Oui, et ce sont souvent des mines abandonnées, qui ne sont plus rentables, car les minerais restants à extraire ne sont pas assez concentrés, ou se trouvent trop en profondeur. Dans le cas de Stilfontein, il s’agit d’or, mais les Zama Zama peuvent aussi jeter leur dévolu sur d’anciennes mines de charbon, ou de fer.
Elles sont facilement accessibles, car à l’époque, les lois étaient plus souples pour les exploitants, qui ne s’embarrassaient pas forcément de plan de fermeture, une fois l’extraction terminée. De plus, il existe des façons de contourner ces lois sur l’après-mine, et d’échapper aux contrôles.
Résultat, les lieux sont désertés, sans être restaurés et réhabilités comme cette mine, au niveau de Stilfontein, fermée depuis 2013 : ses différents puits ont simplement été scellés.
On estime que le pays compte environ 6 000 mines abandonnées. Et les minerais qu’elles contiennent encore attirent ensuite les communautés alentour, composées d’anciens travailleurs des mines, et les migrants de pays voisins, en quête d’une activité pour sortir de la pauvreté et du chômage de masse. Des familles entières vivent parfois de leur travail sous terre. Le tout chapeauté par des gangs, qui gèrent et supervisent l’activité.
L’augmentation du cours de l’or, ces dernières années, rend, de plus, le métal jaune très attractif. Mais une fois qu’il est sorti du sol, comment rejoint-il le marché légal ?
Les autorités du pays distinguent 5 niveaux d’acteurs : les mineurs clandestins ne sont qu’au tout début de la chaîne, ce sont ceux qui gagnent le moins grâce à ce trafic. Bien souvent, ce sont ensuite, au niveau supérieur, les gangs qui les supervisent qui vendent cet or. Pour l’écouler, ils se tournent vers un troisième niveau, des entités -notamment des ferrailleurs et des bijoutiers – qui ont des permis pour le fondre et le mélanger. C’est ainsi que le métal précieux passe d’illégal à légal, et plus il est transformé, plus il est difficile de le tracer. Parfois, il peut aussi passer en fraude dans les pays voisins, comme au Zimbabwe, pour être mélangé.
Le quatrième niveau est celui des compagnies qui exportent à l’international, et le 5ème, celui des acheteurs internationaux. L’une des destinations de choix pour cet or, ce sont notamment les Emirats Arabes Unis.
Et tout ce système représente des pertes importantes pour le gouvernement sud-africain, puisqu’il ne perçoit ni taxes, ni royalties sur cette exploitation illégale. Le ministère des mines estime que ce trafic coûte au pays 3,5 milliards d’euros par an.

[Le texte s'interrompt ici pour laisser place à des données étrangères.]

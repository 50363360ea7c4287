//! Rule sets: ordered groups of conditional cardinality rules.
//!
//! A rule set is process-lifetime configuration, compiled once and reused
//! across validation calls. Compilation parses every selector up front, so
//! a malformed selector aborts construction with a [`ConfigError`] naming
//! the offending text instead of surfacing mid-validation.

use crate::cardinality::Cardinality;
use crate::errors::ConfigError;
use crate::selector::Selector;

/// One rule group: an optional context selector and the child rules
/// evaluated against each context instance.
///
/// A group whose context selector matches zero nodes is skipped entirely —
/// conditional applicability, not a violation. Presence of the context
/// itself must be enforced by a separate rule in an unconditional group.
#[derive(Debug, Clone)]
pub struct RuleGroup {
    context: Option<Selector>,
    rules: Vec<(Selector, Cardinality)>,
}

impl RuleGroup {
    pub fn context(&self) -> Option<&Selector> {
        self.context.as_ref()
    }

    pub fn rules(&self) -> impl Iterator<Item = (&Selector, &Cardinality)> {
        self.rules.iter().map(|(s, c)| (s, c))
    }
}

/// An ordered, immutable collection of rule groups.
///
/// Group order and rule order within a group affect only the order of
/// reported violations; every group is always evaluated.
///
/// # Examples
///
/// ```rust
/// use cardinal::cardinality::Cardinality;
/// use cardinal::ruleset::RuleSet;
///
/// let rules = RuleSet::builder()
///     .unconditional(|g| {
///         g.require("/HPXML/Building", Cardinality::exactly_one());
///     })
///     .conditional("/HPXML/Building/Attics/Attic", |g| {
///         g.require("Roofs/Roof", Cardinality::exactly_one());
///     })
///     .build()
///     .unwrap();
/// assert_eq!(rules.groups().count(), 2);
/// ```
#[derive(Debug, Clone)]
pub struct RuleSet {
    groups: Vec<RuleGroup>,
}

impl RuleSet {
    pub fn builder() -> RuleSetBuilder {
        RuleSetBuilder { groups: Vec::new() }
    }

    /// Compiles raw `(context, [(selector, cardinality)])` entries, the
    /// shape external rule tables arrive in.
    pub fn compile<'a, I, R>(entries: I) -> Result<Self, ConfigError>
    where
        I: IntoIterator<Item = (Option<&'a str>, R)>,
        R: IntoIterator<Item = (&'a str, Cardinality)>,
    {
        let mut builder = Self::builder();
        for (context, rules) in entries {
            let mut group = GroupBuilder::default();
            for (selector, expected) in rules {
                group.require(selector, expected);
            }
            builder.groups.push((context.map(str::to_string), group));
        }
        builder.build()
    }

    pub fn groups(&self) -> impl Iterator<Item = &RuleGroup> {
        self.groups.iter()
    }

    pub fn is_empty(&self) -> bool {
        self.groups.is_empty()
    }
}

/// Collects raw selector text, deferring parsing to [`RuleSetBuilder::build`].
#[derive(Debug, Default)]
pub struct GroupBuilder {
    rules: Vec<(String, Cardinality)>,
}

impl GroupBuilder {
    /// Adds one child rule to the group.
    pub fn require(&mut self, selector: impl Into<String>, expected: Cardinality) -> &mut Self {
        self.rules.push((selector.into(), expected));
        self
    }
}

#[derive(Debug, Default)]
pub struct RuleSetBuilder {
    groups: Vec<(Option<String>, GroupBuilder)>,
}

impl RuleSetBuilder {
    /// Adds a group whose single context instance is the document root.
    pub fn unconditional(mut self, configure: impl FnOnce(&mut GroupBuilder)) -> Self {
        let mut group = GroupBuilder::default();
        configure(&mut group);
        self.groups.push((None, group));
        self
    }

    /// Adds a group evaluated once per node matched by `context`.
    pub fn conditional(
        mut self,
        context: impl Into<String>,
        configure: impl FnOnce(&mut GroupBuilder),
    ) -> Self {
        let mut group = GroupBuilder::default();
        configure(&mut group);
        self.groups.push((Some(context.into()), group));
        self
    }

    /// Parses every selector and assembles the rule set. Fails on the first
    /// malformed selector, aggregate selector in a node position, or empty
    /// exact-count set.
    pub fn build(self) -> Result<RuleSet, ConfigError> {
        let mut groups = Vec::with_capacity(self.groups.len());
        for (context, group) in self.groups {
            let context = context
                .map(|text| compile_node_selector(&text, "a context selector"))
                .transpose()?;
            let mut rules = Vec::with_capacity(group.rules.len());
            for (text, expected) in group.rules {
                let selector = Selector::parse(&text)?;
                if selector.is_sum() {
                    return Err(ConfigError::SelectorNotAllowed {
                        selector: text,
                        role: "a cardinality rule",
                    });
                }
                rules.push((selector, expected));
            }
            groups.push(RuleGroup { context, rules });
        }
        Ok(RuleSet { groups })
    }
}

fn compile_node_selector(text: &str, role: &'static str) -> Result<Selector, ConfigError> {
    let selector = Selector::parse(text)?;
    if selector.is_sum() {
        return Err(ConfigError::SelectorNotAllowed {
            selector: text.to_string(),
            role,
        });
    }
    Ok(selector)
}
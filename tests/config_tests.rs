//! Loading rule tables from YAML and JSON configuration.

use cardinal::{Cardinality, ConfigError, Element, Validator, Violation};

const ATTIC_TABLE_YAML: &str = r#"
groups:
  - rules:
      - selector: "/HPXML/Enclosure/Attics/Attic"
        expect: at_least_one
  - context: "/HPXML/Enclosure/Attics/Attic"
    rules:
      - selector: "Roofs/Roof"
        expect: { one_of: [1] }
      - selector: "Floors/Floor"
        expect: skip
fraction_sums:
  - label: "FractionCoolLoadServed"
    selectors:
      - "sum(/HPXML/Systems/CoolingSystem/FractionCoolLoadServed/text())"
      - "sum(/HPXML/Systems/HeatPump/FractionCoolLoadServed/text())"
"#;

fn attic_doc(with_roof: bool) -> Element {
    let mut attic = Element::new("Attic");
    if with_roof {
        attic = attic.with_child(Element::new("Roofs").with_child(Element::new("Roof")));
    }
    Element::new("HPXML").with_child(
        Element::new("Enclosure").with_child(Element::new("Attics").with_child(attic)),
    )
}

#[test]
fn yaml_table_validates_documents() {
    let validator = Validator::from_yaml(ATTIC_TABLE_YAML).unwrap();
    assert!(validator.validate(&attic_doc(true)).is_empty());

    let violations = validator.validate(&attic_doc(false));
    assert_eq!(violations.len(), 1);
    assert_eq!(
        violations[0],
        Violation::Cardinality {
            selector: "/HPXML/Enclosure/Attics/Attic/Roofs/Roof".to_string(),
            expected: Cardinality::exactly_one(),
            actual: 0,
        }
    );
}

#[test]
fn json_table_round_trips_the_same_semantics() {
    let table = r#"{
        "groups": [
            {
                "context": "Wall",
                "rules": [
                    {"selector": "Orientation", "expect": {"one_of": [1]}},
                    {"selector": "Windows", "expect": {"one_of": [0, 1]}}
                ]
            }
        ]
    }"#;
    let validator = Validator::from_json(table).unwrap();
    let doc = Element::new("HPXML").with_child(Element::new("Wall"));
    let violations = validator.validate(&doc);
    assert_eq!(violations.len(), 1);
    assert_eq!(
        violations[0].to_string(),
        "expected [1] element(s) but found 0 element(s) for selector: Wall/Orientation"
    );
}

#[test]
fn fraction_sums_are_loaded_with_default_tolerance() {
    let validator = Validator::from_yaml(ATTIC_TABLE_YAML).unwrap();
    assert_eq!(validator.fraction_sums().len(), 1);
    assert_eq!(validator.fraction_sums()[0].tolerance(), cardinal::DEFAULT_TOLERANCE);

    let doc = attic_doc(true).with_child(
        Element::new("Systems").with_child(
            Element::new("CoolingSystem").with_child(Element::leaf("FractionCoolLoadServed", "0.8")),
        ),
    );
    let violations = validator.validate(&doc);
    assert_eq!(violations.len(), 1);
    assert!(matches!(&violations[0], Violation::FractionSum { actual, .. } if (actual - 0.8).abs() < 1e-9));
}

#[test]
fn malformed_selector_in_config_names_the_selector() {
    let table = r#"
groups:
  - rules:
      - selector: "Wall[Siding="
        expect: at_least_one
"#;
    match Validator::from_yaml(table) {
        Err(ConfigError::MalformedSelector { selector, .. }) => {
            assert_eq!(selector, "Wall[Siding=")
        }
        other => panic!("expected a malformed-selector error, got {:?}", other),
    }
}

#[test]
fn empty_one_of_set_is_rejected() {
    let table = r#"
groups:
  - rules:
      - selector: "Wall"
        expect: { one_of: [] }
"#;
    match Validator::from_yaml(table) {
        Err(ConfigError::EmptyCardinality { selector }) => assert_eq!(selector, "Wall"),
        other => panic!("expected an empty-cardinality error, got {:?}", other),
    }
}

#[test]
fn sum_selector_in_a_rule_position_is_rejected() {
    let table = r#"
groups:
  - rules:
      - selector: "sum(Wall/Area/text())"
        expect: at_least_one
"#;
    match Validator::from_yaml(table) {
        Err(ConfigError::SelectorNotAllowed { selector, .. }) => {
            assert_eq!(selector, "sum(Wall/Area/text())")
        }
        other => panic!("expected a selector-role error, got {:?}", other),
    }
}

#[test]
fn undecodable_table_is_a_decode_error() {
    assert!(matches!(
        Validator::from_yaml("groups: 12"),
        Err(ConfigError::Decode(_))
    ));
    assert!(matches!(
        Validator::from_json("{"),
        Err(ConfigError::Decode(_))
    ));
}
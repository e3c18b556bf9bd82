//! Preview runtime: one interactive session over a form's values.
//!
//! A session seeds its values from field defaults, keeps derived fields in
//! step with their parents and validates on submit.
//!
//! Derived values are recomputed in at most two sequential passes per
//! triggering event. Derived fields only read non-derived fields, so the
//! second pass exists to settle, not to chase chains.

pub mod control;

use log::{debug, info};

use crate::schema::types::{Field, FieldId, FieldValue, SchemaError, SubmissionData, WorkingForm};
use crate::transform::FormulaExecutor;
use crate::validation::{ValidationEngine, ValidationError};

pub use control::{Control, ControlKind};

#[derive(Debug, Clone, Copy, PartialEq, Eq)]
pub enum PreviewStatus {
    Editing,
    Submitted,
}

#[derive(Debug, Clone, PartialEq)]
pub enum SubmitOutcome {
    Submitted,
    Rejected(Vec<ValidationError>),
}

#[derive(Debug, Clone)]
pub struct PreviewSession {
    name: String,
    fields: Vec<Field>,
    values: SubmissionData,
    errors: Vec<ValidationError>,
    status: PreviewStatus,
    executor: FormulaExecutor,
}

impl PreviewSession {
    pub fn new(form: &WorkingForm) -> Self {
        Self::with_executor(form, FormulaExecutor::new())
    }

    /// Starts a session evaluating formulas with `executor`.
    pub fn with_executor(form: &WorkingForm, executor: FormulaExecutor) -> Self {
        let mut session = Self {
            name: form.name.clone(),
            fields: form.fields.clone(),
            values: SubmissionData::new(),
            errors: Vec::new(),
            status: PreviewStatus::Editing,
            executor,
        };
        session.reset();
        session
    }

    /// Title shown above the form.
    pub fn title(&self) -> &str {
        if self.name.is_empty() {
            "Form Preview"
        } else {
            &self.name
        }
    }

    /// A form without fields has nothing to preview.
    pub fn is_empty(&self) -> bool {
        self.fields.is_empty()
    }

    pub fn fields(&self) -> &[Field] {
        &self.fields
    }

    pub fn values(&self) -> &SubmissionData {
        &self.values
    }

    pub fn value(&self, field_id: &str) -> Option<&FieldValue> {
        self.values.get(field_id)
    }

    pub fn errors(&self) -> &[ValidationError] {
        &self.errors
    }

    pub fn status(&self) -> PreviewStatus {
        self.status
    }

    /// Discards all input, reseeds defaults and recomputes derived fields.
    pub fn reset(&mut self) {
        self.values = self
            .fields
            .iter()
            .filter_map(|f| f.default_value.clone().map(|v| (f.id.clone(), v)))
            .collect();
        self.errors.clear();
        self.status = PreviewStatus::Editing;
        self.recompute();
    }

    /// Brings derived fields up to date. Returns how many values changed.
    pub fn recompute(&mut self) -> usize {
        let mut changed = self.recompute_pass();
        if changed > 0 {
            changed += self.recompute_pass();
        }
        changed
    }

    /// Evaluates every derived field against one snapshot of the values and
    /// commits the ones that differ together.
    fn recompute_pass(&mut self) -> usize {
        let staged: Vec<(FieldId, FieldValue)> = self
            .fields
            .iter()
            .filter_map(|field| {
                let result = self
                    .executor
                    .evaluate_field(field, &self.fields, &self.values)?;
                let value = FieldValue::Text(result);
                if self.values.get(&field.id) == Some(&value) {
                    None
                } else {
                    Some((field.id.clone(), value))
                }
            })
            .collect();

        let count = staged.len();
        if count > 0 {
            debug!("Committing {} derived value(s)", count);
            self.values.extend(staged);
        }
        count
    }

    /// Records user input for a non-derived field, drops that field's errors
    /// and recomputes derived fields.
    pub fn set_value(
        &mut self,
        field_id: &str,
        value: impl Into<FieldValue>,
    ) -> Result<(), SchemaError> {
        if self.status == PreviewStatus::Submitted {
            return Err(SchemaError::InvalidData(
                "Form has been submitted; resume editing first".to_string(),
            ));
        }
        let field = self
            .fields
            .iter()
            .find(|f| f.id == field_id)
            .ok_or_else(|| SchemaError::NotFound(format!("Field {}", field_id)))?;
        if field.is_derived {
            return Err(SchemaError::InvalidField(format!(
                "Field '{}' is derived and cannot be edited",
                field.label
            )));
        }

        self.values.insert(field_id.to_string(), value.into());
        self.errors.retain(|e| e.field_id != field_id);
        self.recompute();
        Ok(())
    }

    /// Ticks or unticks `option` of a checkbox group.
    pub fn toggle_option(&mut self, field_id: &str, option: &str) -> Result<(), SchemaError> {
        let mut checked = match self.values.get(field_id) {
            Some(FieldValue::List(items)) => items.clone(),
            _ => Vec::new(),
        };
        if let Some(pos) = checked.iter().position(|o| o == option) {
            checked.remove(pos);
        } else {
            checked.push(option.to_string());
        }
        self.set_value(field_id, FieldValue::List(checked))
    }

    /// Validates all values. On success the session moves to the submitted
    /// state; otherwise the errors are kept for display.
    pub fn submit(&mut self) -> SubmitOutcome {
        let errors = ValidationEngine::validate(&self.fields, &self.values);
        if errors.is_empty() {
            info!("Form '{}' submitted", self.title());
            self.errors.clear();
            self.status = PreviewStatus::Submitted;
            SubmitOutcome::Submitted
        } else {
            info!(
                "Form '{}' rejected with {} error(s)",
                self.title(),
                errors.len()
            );
            self.errors = errors.clone();
            SubmitOutcome::Rejected(errors)
        }
    }

    /// Leaves the submitted state keeping the entered values.
    pub fn resume_editing(&mut self) {
        self.status = PreviewStatus::Editing;
    }

    /// First error recorded for `field_id`.
    pub fn error_for(&self, field_id: &str) -> Option<&str> {
        self.errors
            .iter()
            .find(|e| e.field_id == field_id)
            .map(|e| e.message.as_str())
    }

    /// Aggregate message shown after a rejected submit.
    pub fn failure_summary(&self) -> Option<String> {
        if self.errors.is_empty() {
            None
        } else {
            Some(format!(
                "Please fix {} error(s) and try again.",
                self.errors.len()
            ))
        }
    }

    pub fn controls(&self) -> Vec<Control> {
        self.fields
            .iter()
            .map(|f| Control::new(f, self.values.get(&f.id), self.error_for(&f.id)))
            .collect()
    }
}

Il y a désormais une tentative de légalisation, avec un texte en cours de préparation pour que les mineurs artisanaux puissent exercer dans le cadre de la loi ?
Oui mais il y a peu de chance que cela règle vraiment le problème, car cette loi vise plutôt ceux qui font petite activité en surface, et le texte comporte encore des zones floues, qui mériteraient d’être davantage définies. Enfin, alors que le pays est travaillé par des tensions xénophobes, les permis qui seraient délivrés pour des activités minières artisanales, seraient réservés aux Sud-Africains : or nombre de mineurs clandestins viennent d’autres pays d’Afrique australe.